● Work instructions:
Give the data again in its entirety, exactly as provided.

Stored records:
━━━

//! Content codes resolved once from an injected registry.

use thiserror::Error;
use voxgen_core::{ContentId, ContentKey, ContentLookup, Voxel};

#[derive(Debug, Error, PartialEq, Eq)]
pub enum PaletteError {
    #[error("content registry has no entry named `{0}`")]
    Missing(&'static str),
}

/// Every [`ContentKey`] resolved to its registry code.
#[derive(Debug, Clone, PartialEq, Eq)]
pub struct Palette {
    ids: [ContentId; ContentKey::COUNT],
}

impl Palette {
    /// Resolve all keys, failing on the first name the registry lacks.
    pub fn resolve(lookup: &dyn ContentLookup) -> Result<Self, PaletteError> {
        let mut ids = [0; ContentKey::COUNT];
        for key in ContentKey::ALL {
            ids[*key as usize] = lookup
                .content_id(key.name())
                .ok_or(PaletteError::Missing(key.name()))?;
        }
        Ok(Self { ids })
    }

    /// Palette matching [`voxgen_core::ContentTable::default_table`]: codes in key order.
    pub fn sequential() -> Self {
        let mut ids = [0; ContentKey::COUNT];
        for (index, key) in ContentKey::ALL.iter().enumerate() {
            ids[*key as usize] = index as ContentId;
        }
        Self { ids }
    }

    #[inline]
    pub fn id(&self, key: ContentKey) -> ContentId {
        self.ids[key as usize]
    }

    #[inline]
    pub fn voxel(&self, key: ContentKey) -> Voxel {
        Voxel::new(self.id(key))
    }

    #[inline]
    pub fn is(&self, content: ContentId, key: ContentKey) -> bool {
        content == self.id(key)
    }

    /// Reverse lookup, for diagnostics.
    pub fn key_of(&self, content: ContentId) -> Option<ContentKey> {
        ContentKey::ALL
            .iter()
            .copied()
            .find(|key| self.id(*key) == content)
    }

    /// Open cells: air or vacuum.
    #[inline]
    pub fn is_open(&self, content: ContentId) -> bool {
        self.is(content, ContentKey::Air) || self.is(content, ContentKey::Vacuum)
    }

    #[inline]
    pub fn is_liquid(&self, content: ContentId) -> bool {
        self.is(content, ContentKey::WaterSource) || self.is(content, ContentKey::LavaSource)
    }

    #[inline]
    pub fn is_base_rock(&self, content: ContentId) -> bool {
        self.is(content, ContentKey::Stone) || self.is(content, ContentKey::Limestone)
    }

    /// Mud and every grass-topped mud.
    pub fn is_mud_family(&self, content: ContentId) -> bool {
        [
            ContentKey::Mud,
            ContentKey::Grass,
            ContentKey::JungleGrass,
            ContentKey::DryGrass,
            ContentKey::SnowGrass,
        ]
        .iter()
        .any(|key| self.is(content, *key))
    }

    /// Soil or rock the surface painter may recolour.
    pub fn is_ground(&self, content: ContentId) -> bool {
        self.is_base_rock(content)
            || self.is_mud_family(content)
            || [
                ContentKey::Sand,
                ContentKey::DesertSand,
                ContentKey::Gravel,
                ContentKey::Clay,
            ]
            .iter()
            .any(|key| self.is(content, *key))
    }
}

#[cfg(test)]
mod tests {
    use super::*;
    use voxgen_core::ContentTable;

    #[test]
    fn resolves_default_table() {
        let palette = Palette::resolve(&ContentTable::default_table()).unwrap();
        assert_eq!(palette.id(ContentKey::Ignore), 0);
        assert_eq!(palette.id(ContentKey::Air), 1);
        assert_eq!(palette.key_of(palette.id(ContentKey::Cobble)), Some(ContentKey::Cobble));
        assert!(palette.is_mud_family(palette.id(ContentKey::SnowGrass)));
        assert!(!palette.is_mud_family(palette.id(ContentKey::Sand)));
        assert!(palette.is_ground(palette.id(ContentKey::Limestone)));
        assert!(!palette.is_ground(palette.id(ContentKey::WaterSource)));
    }

    #[test]
    fn sequential_matches_default_table() {
        let resolved = Palette::resolve(&ContentTable::default_table()).unwrap();
        assert_eq!(Palette::sequential(), resolved);
    }

    #[test]
    fn reports_missing_names() {
        let table = ContentTable::from_json(r#"{"ignore": 0, "air": 1}"#).unwrap();
        assert_eq!(
            Palette::resolve(&table).unwrap_err(),
            PaletteError::Missing("vacuum")
        );
    }
}
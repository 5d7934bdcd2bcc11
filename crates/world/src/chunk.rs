use glam::IVec3;
use std::fmt;

/// Chunk edge length in voxels (all three axes).
pub const CHUNK_SIZE: i32 = 16;
/// Total voxel count per chunk.
pub const CHUNK_VOLUME: usize = (CHUNK_SIZE * CHUNK_SIZE * CHUNK_SIZE) as usize;

/// Sea level. Open cells at or below it fill with water.
pub const WATER_LEVEL: i32 = 1;
/// Chunks starting at or above this Y belong to the sky realm.
pub const SKY_LEVEL: i32 = 256;
/// Chunks starting at or above this Y belong to space; also the vacuum ceiling.
pub const SPACE_LEVEL: i32 = 1024;
/// Chunks whose top is at or below this Y belong to the deep abyss.
pub const ABYSS_LEVEL: i32 = -128;

/// Chunk coordinate in chunk space.
/// Implements Ord for deterministic iteration in BTreeMap/BTreeSet (sorts by x, then y, then z).
#[derive(
    Debug, Clone, Copy, PartialEq, Eq, Hash, PartialOrd, Ord, serde::Serialize, serde::Deserialize,
)]
pub struct ChunkPos {
    pub x: i32,
    pub y: i32,
    pub z: i32,
}

impl ChunkPos {
    pub const fn new(x: i32, y: i32, z: i32) -> Self {
        Self { x, y, z }
    }

    /// Chunk containing the given world position.
    pub fn containing(world: IVec3) -> Self {
        Self {
            x: world.x.div_euclid(CHUNK_SIZE),
            y: world.y.div_euclid(CHUNK_SIZE),
            z: world.z.div_euclid(CHUNK_SIZE),
        }
    }

    /// Smallest world position inside this chunk.
    #[inline]
    pub fn node_min(self) -> IVec3 {
        IVec3::new(self.x, self.y, self.z) * CHUNK_SIZE
    }

    /// Largest world position inside this chunk.
    #[inline]
    pub fn node_max(self) -> IVec3 {
        self.node_min() + IVec3::splat(CHUNK_SIZE - 1)
    }

    /// Centre voxel of the chunk.
    #[inline]
    pub fn center(self) -> IVec3 {
        self.node_min() + IVec3::splat(CHUNK_SIZE / 2)
    }

    /// Lateral neighbour at the given offset (same Y).
    #[inline]
    pub fn offset(self, dx: i32, dz: i32) -> Self {
        Self::new(self.x + dx, self.y, self.z + dz)
    }

    /// Minimum corner as a plain array, the form seed derivation takes.
    #[inline]
    pub fn node_min_array(self) -> [i32; 3] {
        self.node_min().to_array()
    }

    /// Whether a world position lies inside this chunk.
    pub fn contains(self, world: IVec3) -> bool {
        let min = self.node_min();
        let max = self.node_max();
        world.cmpge(min).all() && world.cmple(max).all()
    }
}

impl fmt::Display for ChunkPos {
    fn fmt(&self, f: &mut fmt::Formatter<'_>) -> fmt::Result {
        write!(f, "({}, {}, {})", self.x, self.y, self.z)
    }
}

━━━

● Solution to this task:
//! Content codes resolved once from an injected registry.

use thiserror::Error;
use voxgen_core::{ContentId, ContentKey, ContentLookup, Voxel};

#[derive(Debug, Error, PartialEq, Eq)]
pub enum PaletteError {
    #[error("content registry has no entry named `{0}`")]
    Missing(&'static str),
}

/// Every [`ContentKey`] resolved to its registry code.
#[derive(Debug, Clone, PartialEq, Eq)]
pub struct Palette {
    ids: [ContentId; ContentKey::COUNT],
}

impl Palette {
    /// Resolve all keys, failing on the first name the registry lacks.
    pub fn resolve(lookup: &dyn ContentLookup) -> Result<Self, PaletteError> {
        let mut ids = [0; ContentKey::COUNT];
        for key in ContentKey::ALL {
            ids[*key as usize] = lookup
                .content_id(key.name())
                .ok_or(PaletteError::Missing(key.name()))?;
        }
        Ok(Self { ids })
    }

    /// Palette matching [`voxgen_core::ContentTable::default_table`]: codes in key order.
    pub fn sequential() -> Self {
        let mut ids = [0; ContentKey::COUNT];
        for (index, key) in ContentKey::ALL.iter().enumerate() {
            ids[*key as usize] = index as ContentId;
        }
        Self { ids }
    }

    #[inline]
    pub fn id(&self, key: ContentKey) -> ContentId {
        self.ids[key as usize]
    }

    #[inline]
    pub fn voxel(&self, key: ContentKey) -> Voxel {
        Voxel::new(self.id(key))
    }

    #[inline]
    pub fn is(&self, content: ContentId, key: ContentKey) -> bool {
        content == self.id(key)
    }

    /// Reverse lookup, for diagnostics.
    pub fn key_of(&self, content: ContentId) -> Option<ContentKey> {
        ContentKey::ALL
            .iter()
            .copied()
            .find(|key| self.id(*key) == content)
    }

    /// Open cells: air or vacuum.
    #[inline]
    pub fn is_open(&self, content: ContentId) -> bool {
        self.is(content, ContentKey::Air) || self.is(content, ContentKey::Vacuum)
    }

    #[inline]
    pub fn is_liquid(&self, content: ContentId) -> bool {
        self.is(content, ContentKey::WaterSource) || self.is(content, ContentKey::LavaSource)
    }

    #[inline]
    pub fn is_base_rock(&self, content: ContentId) -> bool {
        self.is(content, ContentKey::Stone) || self.is(content, ContentKey::Limestone)
    }

    /// Mud and every grass-topped mud.
    pub fn is_mud_family(&self, content: ContentId) -> bool {
        [
            ContentKey::Mud,
            ContentKey::Grass,
            ContentKey::JungleGrass,
            ContentKey::DryGrass,
            ContentKey::SnowGrass,
        ]
        .iter()
        .any(|key| self.is(content, *key))
    }

    /// Soil or rock the surface painter may recolour.
    pub fn is_ground(&self, content: ContentId) -> bool {
        self.is_base_rock(content)
            || self.is_mud_family(content)
            || [
                ContentKey::Sand,
                ContentKey::DesertSand,
                ContentKey::Gravel,
                ContentKey::Clay,
            ]
            .iter()
            .any(|key| self.is(content, *key))
    }
}

#[cfg(test)]
mod tests {
    use super::*;
    use voxgen_core::ContentTable;

    #[test]
    fn resolves_default_table() {
        let palette = Palette::resolve(&ContentTable::default_table()).unwrap();
        assert_eq!(palette.id(ContentKey::Ignore), 0);
        assert_eq!(palette.id(ContentKey::Air), 1);
        assert_eq!(palette.key_of(palette.id(ContentKey::Cobble)), Some(ContentKey::Cobble));
        assert!(palette.is_mud_family(palette.id(ContentKey::SnowGrass)));
        assert!(!palette.is_mud_family(palette.id(ContentKey::Sand)));
        assert!(palette.is_ground(palette.id(ContentKey::Limestone)));
        assert!(!palette.is_ground(palette.id(ContentKey::WaterSource)));
    }

    #[test]
    fn sequential_matches_default_table() {
        let resolved = Palette::resolve(&ContentTable::default_table()).unwrap();
        assert_eq!(Palette::sequential(), resolved);
    }

    #[test]
    fn reports_missing_names() {
        let table = ContentTable::from_json(r#"{"ignore": 0, "air": 1}"#).unwrap();
        assert_eq!(
            Palette::resolve(&table).unwrap_err(),
            PaletteError::Missing("vacuum")
        );
    }
}
repository 5d7934bdcd2bcc11
filename crates/world/src/chunk.rs
use glam::IVec3;
use std::fmt;

/// Chunk edge length in voxels (all three axes).
pub const CHUNK_SIZE: i32 = 16;
/// Total voxel count per chunk.
pub const CHUNK_VOLUME: usize = (CHUNK_SIZE * CHUNK_SIZE * CHUNK_SIZE) as usize;

/// Sea level. Open cells at or below it fill with water.
pub const WATER_LEVEL: i32 = 1;
/// Chunks starting at or above this Y belong to the sky realm.
pub const SKY_LEVEL: i32 = 256;
/// Chunks starting at or above this Y belong to space; also the vacuum ceiling.
pub const SPACE_LEVEL: i32 = 1024;
/// Chunks whose top is at or below this Y belong to the deep abyss.
pub const ABYSS_LEVEL: i32 = -128;

/// Chunk coordinate in chunk space.
/// Implements Ord for deterministic iteration in BTreeMap/BTreeSet (sorts by x, then y, then z).
#[derive(
    Debug, Clone, Copy, PartialEq, Eq, Hash, PartialOrd, Ord, serde::Serialize, serde::Deserialize,
)]
pub struct ChunkPos {
    pub x: i32,
    pub y: i32,
    pub z: i32,
}

impl ChunkPos {
    pub const fn new(x: i32, y: i32, z: i32) -> Self {
        Self { x, y, z }
    }

    /// Chunk containing the given world position.
    pub fn containing(world: IVec3) -> Self {
        Self {
            x: world.x.div_euclid(CHUNK_SIZE),
            y: world.y.div_euclid(CHUNK_SIZE),
            z: world.z.div_euclid(CHUNK_SIZE),
        }
    }

    /// Smallest world position inside this chunk.
    #[inline]
    pub fn node_min(self) -> IVec3 {
        IVec3::new(self.x, self.y, self.z) * CHUNK_SIZE
    }

    /// Largest world position inside this chunk.
    #[inline]
    pub fn node_max(self) -> IVec3 {
        self.node_min() + IVec3::splat(CHUNK_SIZE - 1)
    }

    /// Centre voxel of the chunk.
    #[inline]
    pub fn center(self) -> IVec3 {
        self.node_min() + IVec3::splat(CHUNK_SIZE / 2)
    }

    /// Lateral neighbour at the given offset (same Y).
    #[inline]
    pub fn offset(self, dx: i32, dz: i32) -> Self {
        Self::new(self.x + dx, self.y, self.z + dz)
    }

    /// Minimum corner as a plain array, the form seed derivation takes.
    #[inline]
    pub fn node_min_array(self) -> [i32; 3] {
        self.node_min().to_array()
    }

    /// Whether a world position lies inside this chunk.
    pub fn contains(self, world: IVec3) -> bool {
        let min = self.node_min();
        let max = self.node_max();
        world.cmpge(min).all() && world.cmple(max).all()
    }
}

impl fmt::Display for ChunkPos {
    fn fmt(&self, f: &mut fmt::Formatter<'_>) -> fmt::Result {
        write!(f, "({}, {}, {})", self.x, self.y, self.z)
    }
}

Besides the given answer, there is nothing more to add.